La sumisión a la que me refiero impedía e impide cuestionamientos esenciales, ¿por qué los patrones tienen casas gigantes y grandísimos pedazos de tierra? ¿Por qué nosotros tenemos conuco y rancho de bahareque? ¿Por qué la finca del general/gobernador/alcalde/diputado tiene tantas reses y nosotros solo tenemos un par?
En la época de gloriosa exportación de carne criada en El Charcote, comían “salao” las mayorías solo cuando el hombre de la casa salía a cazar. “Salao” llaman en el llano a toda proteína animal. En Las Vegas, Tinaco y El Pao encontrarán múltiples historias de este tipo.   

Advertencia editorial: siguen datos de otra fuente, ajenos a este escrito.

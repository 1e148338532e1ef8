//! Abstract boundaries to the chain.
//!
//! The coordinator is generic over where events come from and where batch
//! roots go, so the same loop runs against a file log in tests and a real
//! chain client in a deployment.

use async_trait::async_trait;
use tracing::info;

use sotto_prover::RootAttestation;

use crate::errors::ChainResult;
use crate::events::ChainEvent;

/// Produces chain events in `(block, log_index)` order.
#[async_trait]
pub trait EventSource: Send + Sync {
    /// Fetch every known event from `from_block` onward, sorted
    async fn fetch_events(&self, from_block: u64) -> ChainResult<Vec<ChainEvent>>;
}

/// Accepts attested batch roots for publication.
#[async_trait]
pub trait BatchSubmitter: Send + Sync {
    async fn submit(&self, attestation: &RootAttestation) -> ChainResult<()>;
}

/// Submitter for local runs: announces each attested root and drops it.
#[derive(Clone, Copy, Debug, Default)]
pub struct DryRunSubmitter;

#[async_trait]
impl BatchSubmitter for DryRunSubmitter {
    async fn submit(&self, attestation: &RootAttestation) -> ChainResult<()> {
        info!(
            batch_index = attestation.batch_index,
            "dry run, attested root not submitted"
        );
        Ok(())
    }
}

“Erradicados” ciertos latifundios, ¿por qué los mercaderes del templo siguen aumentando más que los panes de Jesús? ¿Por qué seguimos viendo como normal que el marido maltrate a la mujer, o que un hombre la saque del seno familiar para llevárselo consigo, como si fuera un objeto? ¿Por qué el “patrón” sigue estando en el cielo y el peón en el infierno?  
Esa sumisión y malos fenómenos derivados del latifundio se manifiestan en la música llanera: “Soy un pobre campesino, nacido y criado en el campo yo nunca pude estudiar” – “Seguramente el rico y su capital, solo se ocupa de administrar su riqueza, el pobre casi no duerme contemplando su pobreza, soñando con el destino cuál será su mala suerte” – “Queréis que te atienda gabino, queréis que te bese gabán, queréis que te alise el copete, queréis que me ponga a lava, que te planche el liqui liqui si es que vas a parrandear” – “Así era que tú querías negrito lindo verme con la barrigota pa después abandonarme”.  
Escribo para invitar a pensar, es uno de los primeros pasos para salir de la sumisión congénita. Sea este espacio una invitación permanente a romper las cadenas que nos oprimen y atrasan como sociedad, erradiquemos “costumbres” del llano que más bien deberían llamarse malas costumbres.  
PD: Gracias a quienes comentaron por varias vías la primera entrega de esta serie, gracias por las luces aportadas. Seguimos adelante.